Botanical Resonance: Plants and Sounds in the Garden is currently installed in the Stephen and Peter Sachs Museum, which is open for visitors Tuesday-Sunday, 11:30am-4:30pm. The exhibition content is available online at the Museum Twitter account here and the Museum Instagram account here. Please check the Museum site here for updates and future online events.

An integral part of the Botanical Resonance exhibition is the contemporary artworks created by three artists who were specially commissioned to interpret the subject of plants and sounds.

These three creators approached their artwork installations using their unique artistic voice and techniques to provide unique, site-specific opportunities for visitors to the Museum exhibition and the Missouri Botanical Garden.

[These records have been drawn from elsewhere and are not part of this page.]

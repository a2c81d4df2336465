use anyhow::Result;
use serde::Deserialize;

use crate::geo::{Bounds, LonLat};

/// Every tunable in one place, loadable from JSON. The defaults reproduce the
/// production display: a ~26km x 48km box over south London, at most 8
/// aircraft, 30 frames per second.
#[derive(Clone, Debug, Deserialize)]
#[serde(default)]
pub struct Config {
    /// The visible area. Changing it requires re-creating the engine.
    pub bounds: Bounds,
    /// Reference point for choosing which aircraft to admit when the feed
    /// reports more than `max_entities`.
    pub home: LonLat,
    /// At most this many aircraft animate at once.
    pub max_entities: usize,
    /// Scheduler ticks are throttled to this rate.
    pub target_fps: f64,

    /// Real aircraft speeds would crawl across a short viewport, so journeys
    /// play back this many times faster than reality.
    pub speedup_factor: f64,
    /// Stand-in cruise speed (m/s) when a sample reports zero or no speed.
    /// Kept separate from `speedup_factor` on purpose.
    pub default_speed_mps: f64,

    /// Chance that a new journey gets a curved path instead of a straight one.
    pub curve_probability: f64,
    /// The curve control point sits this fraction of the journey length off
    /// the midpoint, perpendicular to the heading. Sampled uniformly.
    pub curve_offset_min: f64,
    pub curve_offset_max: f64,

    /// No trail is drawn until progress passes this fraction, so fresh
    /// aircraft fade in instead of spawning a full tail.
    pub trail_threshold: f64,
    /// Curved trails are sampled at this many points, regardless of length.
    pub trail_samples: usize,

    /// Round-robin colors for samples that don't carry their own.
    pub palette: Vec<String>,
}

impl Default for Config {
    fn default() -> Config {
        let home = LonLat::new(-0.0541772, 51.4229712);
        Config {
            bounds: Bounds::from_spans(home, 0.34, 0.12).unwrap(),
            home,
            max_entities: 8,
            target_fps: 30.0,

            speedup_factor: 6.0,
            default_speed_mps: 220.0,

            curve_probability: 0.6,
            curve_offset_min: 0.10,
            curve_offset_max: 0.25,

            trail_threshold: 0.6,
            trail_samples: 16,

            palette: vec![
                "#64b5f6".to_string(), // Blue
                "#81c784".to_string(), // Green
                "#ffb74d".to_string(), // Orange
                "#f06292".to_string(), // Pink
                "#ba68c8".to_string(), // Purple
                "#4dd0e1".to_string(), // Cyan
                "#fff176".to_string(), // Yellow
                "#a1887f".to_string(), // Brown
            ],
        }
    }
}

impl Config {
    pub fn validate(&self) -> Result<()> {
        // Bounds::new enforces min < max; re-run it in case this struct was
        // deserialized from a file.
        Bounds::new(
            self.bounds.min_lon,
            self.bounds.max_lon,
            self.bounds.min_lat,
            self.bounds.max_lat,
        )?;
        if self.target_fps <= 0.0 {
            bail!("target_fps must be positive, not {}", self.target_fps);
        }
        if self.speedup_factor <= 0.0 || self.default_speed_mps <= 0.0 {
            bail!("speedup_factor and default_speed_mps must be positive");
        }
        if !(0.0..=1.0).contains(&self.curve_probability) {
            bail!(
                "curve_probability {} isn't a probability",
                self.curve_probability
            );
        }
        if self.curve_offset_min >= self.curve_offset_max || self.curve_offset_min < 0.0 {
            bail!(
                "curve offset range {} to {} is empty",
                self.curve_offset_min,
                self.curve_offset_max
            );
        }
        if !(0.0..1.0).contains(&self.trail_threshold) {
            bail!("trail_threshold {} must be in [0, 1)", self.trail_threshold);
        }
        if self.trail_samples < 2 {
            bail!("trail_samples must be at least 2");
        }
        Ok(())
    }
}
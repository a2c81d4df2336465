use serde::{Deserialize, Serialize};

/// Meters per degree of latitude, and per degree of longitude at the equator.
const METERS_PER_DEGREE: f64 = 111_000.0;

/// A geographic position in floating-point degrees.
#[derive(Clone, Copy, Debug, PartialEq, Serialize, Deserialize)]
pub struct LonLat {
    pub lon: f64,
    pub lat: f64,
}

impl LonLat {
    pub fn new(lon: f64, lat: f64) -> LonLat {
        LonLat { lon, lat }
    }

    pub fn is_finite(self) -> bool {
        self.lon.is_finite() && self.lat.is_finite()
    }

    /// Ground distance in meters, using an equirectangular approximation with
    /// the longitude axis scaled by the cosine of this point's latitude.
    pub fn dist_meters(self, other: LonLat) -> f64 {
        let north = (other.lat - self.lat) * METERS_PER_DEGREE;
        let east = (other.lon - self.lon) * METERS_PER_DEGREE * self.lat.to_radians().cos();
        north.hypot(east)
    }

    /// Straight-line length in degree space. Only meaningful for comparing
    /// journeys within the same small region.
    pub fn degree_dist(self, other: LonLat) -> f64 {
        (other.lat - self.lat).hypot(other.lon - self.lon)
    }

    /// Squared degree-space distance, for sorting without the sqrt.
    pub fn dist2(self, other: LonLat) -> f64 {
        let dlat = other.lat - self.lat;
        let dlon = other.lon - self.lon;
        dlat * dlat + dlon * dlon
    }
}

/// The visible area: an immutable rectangle in geographic coordinates, set
/// once at startup.
#[derive(Clone, Copy, Debug, Serialize, Deserialize)]
pub struct Bounds {
    pub min_lon: f64,
    pub max_lon: f64,
    pub min_lat: f64,
    pub max_lat: f64,
}

impl Bounds {
    pub fn new(min_lon: f64, max_lon: f64, min_lat: f64, max_lat: f64) -> anyhow::Result<Bounds> {
        if min_lon >= max_lon || min_lat >= max_lat {
            bail!(
                "Degenerate bounds: lon {} to {}, lat {} to {}",
                min_lon,
                max_lon,
                min_lat,
                max_lat
            );
        }
        Ok(Bounds {
            min_lon,
            max_lon,
            min_lat,
            max_lat,
        })
    }

    /// Centered on a home point, extending half a span in each direction.
    pub fn from_spans(home: LonLat, lon_span: f64, lat_span: f64) -> anyhow::Result<Bounds> {
        Bounds::new(
            home.lon - lon_span,
            home.lon + lon_span,
            home.lat - lat_span,
            home.lat + lat_span,
        )
    }

    pub fn lon_span(&self) -> f64 {
        self.max_lon - self.min_lon
    }

    pub fn lat_span(&self) -> f64 {
        self.max_lat - self.min_lat
    }

    pub fn contains(&self, pt: LonLat) -> bool {
        pt.lon >= self.min_lon
            && pt.lon <= self.max_lon
            && pt.lat >= self.min_lat
            && pt.lat <= self.max_lat
    }

    pub fn corners(&self) -> [LonLat; 4] {
        [
            LonLat::new(self.min_lon, self.min_lat),
            LonLat::new(self.min_lon, self.max_lat),
            LonLat::new(self.max_lon, self.min_lat),
            LonLat::new(self.max_lon, self.max_lat),
        ]
    }
}

/// Decompose a compass heading (degrees, 0 = north, clockwise positive) into
/// a (north, east) direction in degree space at the given latitude. The east
/// component is stretched by 1/cos(lat), matching how a fixed ground speed
/// covers longitude faster away from the equator.
pub fn heading_components(heading_degs: f64, at_lat: f64) -> (f64, f64) {
    let rad = heading_degs.to_radians();
    let cos_lat = at_lat.to_radians().cos();
    (rad.cos(), rad.sin() / cos_lat)
}

/// The compass heading (degrees in [0, 360)) pointing from one position to
/// another nearby one.
pub fn heading_between(from: LonLat, to: LonLat) -> f64 {
    let north = to.lat - from.lat;
    let east = (to.lon - from.lon) * from.lat.to_radians().cos();
    let degs = east.atan2(north).to_degrees();
    if degs < 0.0 {
        degs + 360.0
    } else {
        degs
    }
}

Learn more from the artists in brief video interviews here, and join us for a Winter 2023 talk series with each artist to learn more about the process of how they created the artworks for the exhibition:

Winter Talk Series: All talks start at 12:30 p.m.

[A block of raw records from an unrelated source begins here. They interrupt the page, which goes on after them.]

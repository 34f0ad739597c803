//! Header redaction.
//!
//! Any header set that is returned to a caller or logged passes through
//! [`sanitize_headers`] first; sanitization is unconditional, not
//! content-dependent.

use std::collections::HashMap;

/// Replacement value for sensitive headers.
pub const REDACTED: &str = "[REDACTED]";

/// Header names whose values are never exposed. Compared case-insensitively.
pub const SENSITIVE_HEADERS: [&str; 6] = [
    "set-cookie",
    "cookie",
    "authorization",
    "x-api-key",
    "x-auth-token",
    "x-csrf-token",
];

/// Whether a header name is in the sensitive set.
pub fn is_sensitive(name: &str) -> bool {
    let name = name.to_lowercase();
    SENSITIVE_HEADERS.iter().any(|s| *s == name)
}

/// Redact sensitive header values, preserving the original name casing and
/// passing every other entry through unchanged.
pub fn sanitize_headers(headers: &HashMap<String, String>) -> HashMap<String, String> {
    headers
        .iter()
        .map(|(name, value)| {
            if is_sensitive(name) {
                (name.clone(), REDACTED.to_string())
            } else {
                (name.clone(), value.clone())
            }
        })
        .collect()
}
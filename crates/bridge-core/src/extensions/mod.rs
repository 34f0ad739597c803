//! Optional extension patterns.
//!
//! Reference components that sit around the core pipeline: per-domain
//! credential and header injection, per-domain overrides, rate limiting,
//! response caching, retry, and body transformation. None of them are wired
//! into the execution path (the pipeline never consults them), and each
//! owns its state explicitly, so wiring one in is a local change at the
//! call site.

pub mod auth;
pub mod cache;
pub mod overrides;
pub mod rate_limit;
pub mod retry;
pub mod transform;

pub use auth::{AuthInjector, DomainAuth, HeaderInjector};
pub use cache::ResponseCache;
pub use overrides::DomainOverrides;
pub use rate_limit::{DomainRateLimiter, RateLimit};
pub use retry::{execute_with_retry, RetryPolicy};
pub use transform::{redact_sensitive_values, EnvelopeUnwrapper, ResponseTransformer};
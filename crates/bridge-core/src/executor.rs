//! Bounded HTTP request execution.
//!
//! The executor consults the allowlist before any network activity, then
//! runs the whole connect+send+receive under a single timeout budget with a
//! fixed redirect cap and a streaming response-size cap. Clients are built
//! once per `(verify_tls, follow_redirects)` combination so connection
//! pooling is preserved and the execution path holds no locks of its own.

use std::collections::HashMap;
use std::time::Instant;

use futures::StreamExt;
use reqwest::{redirect, Client};
use tracing::{error, info};

use crate::allowlist::Allowlist;
use crate::error::{FetchError, FetchResult};
use crate::limits::{MAX_REDIRECTS, MAX_RESPONSE_BYTES};
use crate::outcome::{FetchOutcome, RawResponse};
use crate::request::FetchRequest;

/// Executes validated requests against allowlisted hosts.
#[derive(Debug, Clone)]
pub struct HttpExecutor {
    allowlist: Allowlist,
    clients: ClientMatrix,
}

/// One pre-built client per `(verify_tls, follow_redirects)` combination.
#[derive(Debug, Clone)]
struct ClientMatrix {
    verified_following: Client,
    verified_direct: Client,
    unverified_following: Client,
    unverified_direct: Client,
}

fn build_client(verify_tls: bool, follow_redirects: bool) -> FetchResult<Client> {
    let policy = if follow_redirects {
        redirect::Policy::limited(MAX_REDIRECTS)
    } else {
        redirect::Policy::none()
    };

    Client::builder()
        .user_agent(concat!("http-bridge/", env!("CARGO_PKG_VERSION")))
        .danger_accept_invalid_certs(!verify_tls)
        .redirect(policy)
        .build()
        .map_err(|e| FetchError::Unexpected {
            message: format!("Failed to build HTTP client: {e}"),
        })
}

impl HttpExecutor {
    /// Build an executor over the given allowlist.
    pub fn new(allowlist: Allowlist) -> FetchResult<Self> {
        Ok(Self {
            allowlist,
            clients: ClientMatrix {
                verified_following: build_client(true, true)?,
                verified_direct: build_client(true, false)?,
                unverified_following: build_client(false, true)?,
                unverified_direct: build_client(false, false)?,
            },
        })
    }

    /// The allowlist this executor admits hosts against.
    pub fn allowlist(&self) -> &Allowlist {
        &self.allowlist
    }

    fn client_for(&self, request: &FetchRequest) -> &Client {
        match (request.verify_tls(), request.follow_redirects()) {
            (true, true) => &self.clients.verified_following,
            (true, false) => &self.clients.verified_direct,
            (false, true) => &self.clients.unverified_following,
            (false, false) => &self.clients.unverified_direct,
        }
    }

    /// Execute a validated request, producing exactly one outcome.
    ///
    /// A denied host short-circuits without opening a connection. A timed-out
    /// call always yields the timeout failure, never a partial success.
    pub async fn execute(&self, request: &FetchRequest) -> FetchOutcome {
        if !self.allowlist.permits_url(request.url()) {
            return FetchError::DomainDenied {
                hostname: request.host().to_string(),
            }
            .into();
        }

        info!("Making {} request to {}", request.method(), request.url());

        let result = tokio::time::timeout(request.timeout(), self.run(request))
            .await
            .unwrap_or(Err(FetchError::Timeout {
                seconds: request.timeout_secs(),
            }));

        match result {
            Ok(raw) => {
                info!("Request successful: {} ({} bytes)", raw.status, raw.body.len());
                FetchOutcome::from_response(raw)
            }
            Err(err) => {
                error!("{err}");
                FetchOutcome::from_error(&err)
            }
        }
    }

    /// The network call proper, within the timeout budget.
    async fn run(&self, request: &FetchRequest) -> FetchResult<RawResponse> {
        let timeout_secs = request.timeout_secs();
        let mut builder = self
            .client_for(request)
            .request(request.method().into(), request.url().clone())
            .timeout(request.timeout());

        if let Some(headers) = request.headers() {
            for (name, value) in headers {
                builder = builder.header(name, value);
            }
        }
        if let Some(body) = request.body() {
            builder = builder.body(body.as_bytes().to_vec());
        }

        let started = Instant::now();
        let response = builder
            .send()
            .await
            .map_err(|e| FetchError::from_transport(e, timeout_secs))?;

        // Declared size above the cap fails before reading a single byte.
        if let Some(declared) = response.content_length() {
            if declared as usize > MAX_RESPONSE_BYTES {
                return Err(FetchError::ResponseTooLarge {
                    limit: MAX_RESPONSE_BYTES,
                    observed: declared as usize,
                });
            }
        }

        let status = response.status().as_u16();
        let final_url = response.url().to_string();
        let headers: HashMap<String, String> = response
            .headers()
            .iter()
            .map(|(name, value)| {
                (
                    name.to_string(),
                    String::from_utf8_lossy(value.as_bytes()).into_owned(),
                )
            })
            .collect();

        let mut body: Vec<u8> = Vec::new();
        let mut stream = response.bytes_stream();
        while let Some(chunk) = stream.next().await {
            let chunk = chunk.map_err(|e| FetchError::from_transport(e, timeout_secs))?;
            if body.len() + chunk.len() > MAX_RESPONSE_BYTES {
                return Err(FetchError::ResponseTooLarge {
                    limit: MAX_RESPONSE_BYTES,
                    observed: body.len() + chunk.len(),
                });
            }
            body.extend_from_slice(&chunk);
        }

        Ok(RawResponse {
            status,
            headers,
            body,
            final_url,
            elapsed_ms: started.elapsed().as_millis() as u64,
        })
    }
}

Finding the right artists for the exhibition
The idea for curating an exhibition on plants and sounds came to Museum Curator, Nezka Pfeifer, in Summer 2019 after she had met German artist Annika Kappner at a digital arts workshop in Amsterdam where Annika was teaching. Annika Kappner had created multiple soundwalks for botanical gardens in Europe, and was excited at the prospect of creating something unique for the Missouri Botanical Garden. In realizing how much plants affect and create sound, Nezka understood that this would be an unusual topic to feature in a museum exhibition. Indeed, the Botanical Resonance exhibition is a first to explore this relationship. A delayed opening due to the pandemic gave each of the artists more time to conceptualize the work.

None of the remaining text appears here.